§ About this task: When a line of the entries contains "AppState", please list that line.

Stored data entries
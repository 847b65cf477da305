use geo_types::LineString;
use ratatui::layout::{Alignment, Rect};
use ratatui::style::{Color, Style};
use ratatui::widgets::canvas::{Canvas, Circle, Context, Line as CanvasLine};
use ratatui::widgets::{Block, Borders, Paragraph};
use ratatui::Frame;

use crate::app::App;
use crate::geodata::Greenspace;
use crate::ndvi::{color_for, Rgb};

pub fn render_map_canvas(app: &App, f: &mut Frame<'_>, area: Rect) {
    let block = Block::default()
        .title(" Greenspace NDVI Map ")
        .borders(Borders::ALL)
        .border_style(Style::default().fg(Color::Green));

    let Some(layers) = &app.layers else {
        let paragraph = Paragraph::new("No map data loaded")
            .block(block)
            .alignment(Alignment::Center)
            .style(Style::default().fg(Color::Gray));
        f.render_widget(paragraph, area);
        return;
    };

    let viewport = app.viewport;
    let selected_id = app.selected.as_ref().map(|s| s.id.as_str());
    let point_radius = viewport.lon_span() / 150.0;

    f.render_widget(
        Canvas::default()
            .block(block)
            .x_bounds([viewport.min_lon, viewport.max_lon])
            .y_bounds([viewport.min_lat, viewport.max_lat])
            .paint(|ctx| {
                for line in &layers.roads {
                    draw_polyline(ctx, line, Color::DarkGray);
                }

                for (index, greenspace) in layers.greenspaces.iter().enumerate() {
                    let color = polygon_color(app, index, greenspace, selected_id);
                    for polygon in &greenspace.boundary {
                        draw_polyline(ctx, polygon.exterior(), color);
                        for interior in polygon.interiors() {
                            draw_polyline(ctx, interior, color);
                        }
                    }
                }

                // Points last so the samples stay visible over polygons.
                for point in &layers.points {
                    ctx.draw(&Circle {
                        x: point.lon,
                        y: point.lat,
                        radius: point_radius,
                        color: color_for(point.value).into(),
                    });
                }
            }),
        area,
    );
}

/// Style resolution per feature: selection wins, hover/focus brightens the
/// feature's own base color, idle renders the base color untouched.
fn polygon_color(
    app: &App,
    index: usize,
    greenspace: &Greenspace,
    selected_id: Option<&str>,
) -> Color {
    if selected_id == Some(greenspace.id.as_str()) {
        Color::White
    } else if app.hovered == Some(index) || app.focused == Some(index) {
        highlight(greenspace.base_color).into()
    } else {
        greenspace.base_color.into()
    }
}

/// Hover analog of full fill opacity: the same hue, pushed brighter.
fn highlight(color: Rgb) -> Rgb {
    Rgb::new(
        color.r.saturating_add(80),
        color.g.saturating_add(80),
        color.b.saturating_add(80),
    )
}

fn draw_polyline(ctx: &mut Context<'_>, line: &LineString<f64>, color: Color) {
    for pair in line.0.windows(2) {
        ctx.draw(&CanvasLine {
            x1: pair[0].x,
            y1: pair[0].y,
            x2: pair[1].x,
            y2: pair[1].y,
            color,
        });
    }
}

--

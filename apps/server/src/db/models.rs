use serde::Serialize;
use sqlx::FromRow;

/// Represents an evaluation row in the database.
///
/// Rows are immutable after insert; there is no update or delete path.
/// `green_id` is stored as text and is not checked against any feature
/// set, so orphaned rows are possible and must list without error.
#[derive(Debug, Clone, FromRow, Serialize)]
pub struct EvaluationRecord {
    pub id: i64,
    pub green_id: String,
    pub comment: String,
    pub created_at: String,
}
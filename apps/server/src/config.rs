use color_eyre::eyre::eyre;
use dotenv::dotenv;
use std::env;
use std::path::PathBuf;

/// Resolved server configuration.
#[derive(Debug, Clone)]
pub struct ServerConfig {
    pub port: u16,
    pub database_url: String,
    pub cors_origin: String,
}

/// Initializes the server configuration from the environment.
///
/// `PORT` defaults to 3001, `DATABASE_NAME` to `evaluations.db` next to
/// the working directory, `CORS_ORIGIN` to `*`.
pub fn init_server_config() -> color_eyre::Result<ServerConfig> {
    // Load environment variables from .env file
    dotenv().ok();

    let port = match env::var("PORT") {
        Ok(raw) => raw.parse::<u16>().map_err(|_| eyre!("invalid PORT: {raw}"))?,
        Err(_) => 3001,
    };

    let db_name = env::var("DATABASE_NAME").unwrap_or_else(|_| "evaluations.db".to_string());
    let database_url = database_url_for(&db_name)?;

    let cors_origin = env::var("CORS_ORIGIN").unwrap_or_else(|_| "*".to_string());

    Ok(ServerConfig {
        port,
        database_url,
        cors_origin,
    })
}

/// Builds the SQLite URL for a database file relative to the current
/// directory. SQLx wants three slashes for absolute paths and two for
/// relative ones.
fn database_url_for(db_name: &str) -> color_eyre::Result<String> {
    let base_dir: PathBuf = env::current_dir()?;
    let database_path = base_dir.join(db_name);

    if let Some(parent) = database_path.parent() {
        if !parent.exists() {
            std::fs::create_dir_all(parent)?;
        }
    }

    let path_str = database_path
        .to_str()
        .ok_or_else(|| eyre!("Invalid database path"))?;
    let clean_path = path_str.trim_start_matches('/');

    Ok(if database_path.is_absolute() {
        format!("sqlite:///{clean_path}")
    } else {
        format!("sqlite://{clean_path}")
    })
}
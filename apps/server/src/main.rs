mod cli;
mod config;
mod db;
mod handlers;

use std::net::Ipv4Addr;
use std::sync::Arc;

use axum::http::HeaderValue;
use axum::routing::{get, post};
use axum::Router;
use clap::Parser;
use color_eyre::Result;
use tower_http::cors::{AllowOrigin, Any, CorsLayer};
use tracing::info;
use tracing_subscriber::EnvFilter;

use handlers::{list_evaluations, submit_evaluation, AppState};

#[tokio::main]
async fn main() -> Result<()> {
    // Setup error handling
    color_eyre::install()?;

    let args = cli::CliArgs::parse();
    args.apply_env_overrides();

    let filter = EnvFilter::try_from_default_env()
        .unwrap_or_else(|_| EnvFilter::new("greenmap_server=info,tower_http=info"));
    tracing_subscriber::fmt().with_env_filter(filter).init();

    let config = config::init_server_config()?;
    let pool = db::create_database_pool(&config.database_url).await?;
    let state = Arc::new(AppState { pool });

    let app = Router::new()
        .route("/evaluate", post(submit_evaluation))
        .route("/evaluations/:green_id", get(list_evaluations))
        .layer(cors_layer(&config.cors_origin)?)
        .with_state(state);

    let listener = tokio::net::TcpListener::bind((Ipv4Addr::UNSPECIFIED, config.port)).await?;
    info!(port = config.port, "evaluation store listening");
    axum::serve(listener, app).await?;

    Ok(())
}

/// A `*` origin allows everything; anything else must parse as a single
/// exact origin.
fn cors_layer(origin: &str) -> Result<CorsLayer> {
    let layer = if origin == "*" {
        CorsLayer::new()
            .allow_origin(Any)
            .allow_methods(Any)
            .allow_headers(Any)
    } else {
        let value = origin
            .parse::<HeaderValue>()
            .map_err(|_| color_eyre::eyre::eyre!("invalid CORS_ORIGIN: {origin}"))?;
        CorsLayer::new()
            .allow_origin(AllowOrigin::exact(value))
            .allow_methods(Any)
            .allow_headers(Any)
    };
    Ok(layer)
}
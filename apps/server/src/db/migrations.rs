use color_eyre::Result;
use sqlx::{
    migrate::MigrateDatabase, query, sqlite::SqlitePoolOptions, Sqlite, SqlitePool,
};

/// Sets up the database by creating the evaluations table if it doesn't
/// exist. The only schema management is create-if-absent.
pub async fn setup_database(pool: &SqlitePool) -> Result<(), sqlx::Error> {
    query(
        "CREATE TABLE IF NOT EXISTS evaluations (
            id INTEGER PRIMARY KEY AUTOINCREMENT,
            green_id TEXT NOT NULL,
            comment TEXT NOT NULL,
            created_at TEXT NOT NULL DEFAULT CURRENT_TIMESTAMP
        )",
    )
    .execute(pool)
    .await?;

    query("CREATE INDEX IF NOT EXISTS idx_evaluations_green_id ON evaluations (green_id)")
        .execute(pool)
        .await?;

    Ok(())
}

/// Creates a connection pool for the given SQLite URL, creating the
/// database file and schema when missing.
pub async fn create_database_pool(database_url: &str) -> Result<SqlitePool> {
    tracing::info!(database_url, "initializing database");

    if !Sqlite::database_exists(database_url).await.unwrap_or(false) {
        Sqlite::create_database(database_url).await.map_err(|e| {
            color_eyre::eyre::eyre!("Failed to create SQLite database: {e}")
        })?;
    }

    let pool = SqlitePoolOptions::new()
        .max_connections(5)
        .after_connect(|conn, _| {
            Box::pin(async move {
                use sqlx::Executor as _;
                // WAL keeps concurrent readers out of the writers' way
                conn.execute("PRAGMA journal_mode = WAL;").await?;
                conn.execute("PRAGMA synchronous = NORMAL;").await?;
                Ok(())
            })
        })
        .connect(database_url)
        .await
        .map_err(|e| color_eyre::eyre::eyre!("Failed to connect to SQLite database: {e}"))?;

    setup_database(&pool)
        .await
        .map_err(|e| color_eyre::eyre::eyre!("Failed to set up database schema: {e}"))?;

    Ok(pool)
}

* * *

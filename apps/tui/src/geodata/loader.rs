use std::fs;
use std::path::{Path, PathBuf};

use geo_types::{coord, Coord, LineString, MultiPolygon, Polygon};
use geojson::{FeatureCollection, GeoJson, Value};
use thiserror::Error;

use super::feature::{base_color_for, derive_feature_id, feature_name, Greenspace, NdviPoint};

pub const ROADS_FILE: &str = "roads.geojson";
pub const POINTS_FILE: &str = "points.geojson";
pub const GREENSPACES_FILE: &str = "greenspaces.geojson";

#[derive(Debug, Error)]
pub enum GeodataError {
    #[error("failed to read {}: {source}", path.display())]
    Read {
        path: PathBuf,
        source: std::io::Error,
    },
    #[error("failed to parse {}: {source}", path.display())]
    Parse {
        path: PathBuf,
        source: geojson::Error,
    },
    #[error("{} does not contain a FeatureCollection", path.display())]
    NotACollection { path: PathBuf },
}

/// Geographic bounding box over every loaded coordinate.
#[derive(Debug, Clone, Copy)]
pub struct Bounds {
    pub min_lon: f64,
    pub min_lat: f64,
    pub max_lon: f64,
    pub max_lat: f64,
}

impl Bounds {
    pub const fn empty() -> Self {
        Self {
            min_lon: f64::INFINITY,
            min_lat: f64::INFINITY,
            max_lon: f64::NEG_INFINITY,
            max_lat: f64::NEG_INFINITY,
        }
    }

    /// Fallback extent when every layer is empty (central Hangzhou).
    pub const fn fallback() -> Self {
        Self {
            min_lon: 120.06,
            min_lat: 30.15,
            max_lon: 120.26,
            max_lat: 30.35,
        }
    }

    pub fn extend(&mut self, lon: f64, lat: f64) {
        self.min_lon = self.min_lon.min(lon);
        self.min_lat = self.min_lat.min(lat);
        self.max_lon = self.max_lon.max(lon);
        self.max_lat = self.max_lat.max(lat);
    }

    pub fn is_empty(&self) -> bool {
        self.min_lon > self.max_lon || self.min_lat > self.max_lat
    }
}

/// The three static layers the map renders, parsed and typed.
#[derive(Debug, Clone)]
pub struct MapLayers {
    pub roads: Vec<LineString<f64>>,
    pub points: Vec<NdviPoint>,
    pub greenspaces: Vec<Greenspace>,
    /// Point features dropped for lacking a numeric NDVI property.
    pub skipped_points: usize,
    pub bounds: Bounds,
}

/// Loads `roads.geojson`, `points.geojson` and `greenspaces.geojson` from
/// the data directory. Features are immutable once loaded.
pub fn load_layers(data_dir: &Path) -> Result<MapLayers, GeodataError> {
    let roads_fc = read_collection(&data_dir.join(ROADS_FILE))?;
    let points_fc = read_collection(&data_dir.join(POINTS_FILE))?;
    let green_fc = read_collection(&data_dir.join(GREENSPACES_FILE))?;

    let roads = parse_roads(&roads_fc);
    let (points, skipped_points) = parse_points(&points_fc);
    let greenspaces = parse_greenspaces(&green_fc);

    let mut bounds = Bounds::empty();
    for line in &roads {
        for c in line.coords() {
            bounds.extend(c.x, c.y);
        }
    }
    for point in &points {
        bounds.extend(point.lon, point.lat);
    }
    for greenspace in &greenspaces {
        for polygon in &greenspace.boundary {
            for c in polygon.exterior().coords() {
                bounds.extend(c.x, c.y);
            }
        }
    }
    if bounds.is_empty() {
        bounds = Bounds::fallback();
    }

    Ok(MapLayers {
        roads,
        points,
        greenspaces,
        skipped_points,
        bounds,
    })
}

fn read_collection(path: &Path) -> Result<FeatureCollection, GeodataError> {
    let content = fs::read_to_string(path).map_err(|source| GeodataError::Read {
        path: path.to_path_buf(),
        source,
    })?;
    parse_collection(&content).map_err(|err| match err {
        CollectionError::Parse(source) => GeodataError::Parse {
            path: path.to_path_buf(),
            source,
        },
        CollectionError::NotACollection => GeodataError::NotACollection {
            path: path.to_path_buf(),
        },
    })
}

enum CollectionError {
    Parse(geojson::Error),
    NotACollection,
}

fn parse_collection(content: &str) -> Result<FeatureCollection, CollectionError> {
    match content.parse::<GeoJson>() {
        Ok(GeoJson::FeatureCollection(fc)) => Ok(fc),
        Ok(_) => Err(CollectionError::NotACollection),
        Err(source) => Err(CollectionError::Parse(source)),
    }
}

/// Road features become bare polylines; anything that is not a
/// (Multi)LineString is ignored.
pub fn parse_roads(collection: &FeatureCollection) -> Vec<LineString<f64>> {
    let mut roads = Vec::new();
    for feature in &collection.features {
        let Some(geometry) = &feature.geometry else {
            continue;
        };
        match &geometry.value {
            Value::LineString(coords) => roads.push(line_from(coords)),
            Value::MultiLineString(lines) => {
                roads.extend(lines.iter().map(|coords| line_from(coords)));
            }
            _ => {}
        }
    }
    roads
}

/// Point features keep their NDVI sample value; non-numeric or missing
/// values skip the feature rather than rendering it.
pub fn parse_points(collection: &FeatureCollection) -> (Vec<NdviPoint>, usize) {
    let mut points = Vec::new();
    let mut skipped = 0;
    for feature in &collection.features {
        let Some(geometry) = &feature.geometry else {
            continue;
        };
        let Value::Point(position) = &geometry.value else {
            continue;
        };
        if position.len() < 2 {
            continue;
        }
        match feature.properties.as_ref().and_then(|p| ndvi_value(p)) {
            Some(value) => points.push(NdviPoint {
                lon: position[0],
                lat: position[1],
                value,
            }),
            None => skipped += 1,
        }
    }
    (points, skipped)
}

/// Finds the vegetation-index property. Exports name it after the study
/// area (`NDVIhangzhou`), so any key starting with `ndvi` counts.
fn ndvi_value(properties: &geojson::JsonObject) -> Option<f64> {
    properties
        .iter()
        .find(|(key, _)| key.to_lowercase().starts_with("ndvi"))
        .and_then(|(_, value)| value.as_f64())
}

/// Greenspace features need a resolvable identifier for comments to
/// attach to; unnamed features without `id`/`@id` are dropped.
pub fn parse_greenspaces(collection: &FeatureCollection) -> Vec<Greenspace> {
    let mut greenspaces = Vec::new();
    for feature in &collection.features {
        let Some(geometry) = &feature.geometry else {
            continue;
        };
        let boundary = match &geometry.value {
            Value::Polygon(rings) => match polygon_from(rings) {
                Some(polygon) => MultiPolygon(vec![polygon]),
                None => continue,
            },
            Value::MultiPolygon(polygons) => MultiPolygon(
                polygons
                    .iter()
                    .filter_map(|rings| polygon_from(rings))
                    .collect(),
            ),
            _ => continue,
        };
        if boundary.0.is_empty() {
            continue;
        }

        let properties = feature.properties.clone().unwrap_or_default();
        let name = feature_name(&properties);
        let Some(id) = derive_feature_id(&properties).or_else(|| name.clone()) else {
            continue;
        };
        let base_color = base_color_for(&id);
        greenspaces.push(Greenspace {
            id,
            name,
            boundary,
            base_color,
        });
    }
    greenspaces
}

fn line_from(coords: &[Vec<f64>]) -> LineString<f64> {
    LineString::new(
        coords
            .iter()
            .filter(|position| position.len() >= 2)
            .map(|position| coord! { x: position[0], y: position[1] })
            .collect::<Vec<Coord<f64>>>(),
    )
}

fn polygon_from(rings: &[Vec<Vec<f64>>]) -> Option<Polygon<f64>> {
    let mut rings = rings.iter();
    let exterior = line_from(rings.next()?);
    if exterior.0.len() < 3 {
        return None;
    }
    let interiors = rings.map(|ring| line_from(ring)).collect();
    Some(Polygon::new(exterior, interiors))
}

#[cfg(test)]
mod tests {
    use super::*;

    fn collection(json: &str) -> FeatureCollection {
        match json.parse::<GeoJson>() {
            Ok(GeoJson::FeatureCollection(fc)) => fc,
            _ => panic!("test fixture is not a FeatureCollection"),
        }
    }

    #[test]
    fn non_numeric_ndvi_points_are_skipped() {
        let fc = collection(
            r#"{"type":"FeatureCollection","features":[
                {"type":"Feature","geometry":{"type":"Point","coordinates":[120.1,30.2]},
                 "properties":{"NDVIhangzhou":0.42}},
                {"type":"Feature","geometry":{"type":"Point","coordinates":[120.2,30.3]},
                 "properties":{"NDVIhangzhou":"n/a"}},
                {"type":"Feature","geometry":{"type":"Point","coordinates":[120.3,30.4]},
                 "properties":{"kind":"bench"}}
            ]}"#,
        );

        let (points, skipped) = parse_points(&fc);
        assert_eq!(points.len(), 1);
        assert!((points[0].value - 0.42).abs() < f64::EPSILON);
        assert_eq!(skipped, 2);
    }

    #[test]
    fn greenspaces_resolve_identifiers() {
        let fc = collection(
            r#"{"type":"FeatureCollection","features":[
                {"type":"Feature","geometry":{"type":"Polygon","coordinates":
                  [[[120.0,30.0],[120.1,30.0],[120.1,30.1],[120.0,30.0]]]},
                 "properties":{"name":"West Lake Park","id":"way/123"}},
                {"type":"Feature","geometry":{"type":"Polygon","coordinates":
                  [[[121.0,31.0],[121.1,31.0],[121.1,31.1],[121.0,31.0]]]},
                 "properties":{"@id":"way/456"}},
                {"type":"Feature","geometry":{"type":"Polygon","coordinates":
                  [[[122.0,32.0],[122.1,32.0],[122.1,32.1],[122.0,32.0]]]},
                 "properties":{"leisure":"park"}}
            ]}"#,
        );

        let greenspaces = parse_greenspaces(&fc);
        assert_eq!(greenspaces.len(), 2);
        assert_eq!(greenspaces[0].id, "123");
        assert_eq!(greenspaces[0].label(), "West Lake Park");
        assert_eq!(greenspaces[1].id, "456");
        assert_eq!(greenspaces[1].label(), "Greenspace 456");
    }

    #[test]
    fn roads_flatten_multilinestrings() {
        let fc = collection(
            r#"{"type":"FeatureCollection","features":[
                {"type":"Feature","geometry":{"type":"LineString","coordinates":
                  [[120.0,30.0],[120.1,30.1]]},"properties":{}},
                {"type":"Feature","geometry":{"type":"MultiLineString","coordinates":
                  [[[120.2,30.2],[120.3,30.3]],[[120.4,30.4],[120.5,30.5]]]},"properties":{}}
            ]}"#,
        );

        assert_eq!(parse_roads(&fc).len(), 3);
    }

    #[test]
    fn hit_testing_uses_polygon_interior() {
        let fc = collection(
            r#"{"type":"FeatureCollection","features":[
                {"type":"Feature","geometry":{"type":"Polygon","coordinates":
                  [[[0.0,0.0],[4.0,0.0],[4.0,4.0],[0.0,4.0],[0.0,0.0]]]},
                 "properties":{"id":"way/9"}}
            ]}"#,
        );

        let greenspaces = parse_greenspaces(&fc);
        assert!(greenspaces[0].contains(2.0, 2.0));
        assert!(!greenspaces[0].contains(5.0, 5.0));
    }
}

§ Final answer:
use handlers::{list_evaluations, submit_evaluation, AppState};
    let state = Arc::new(AppState { pool });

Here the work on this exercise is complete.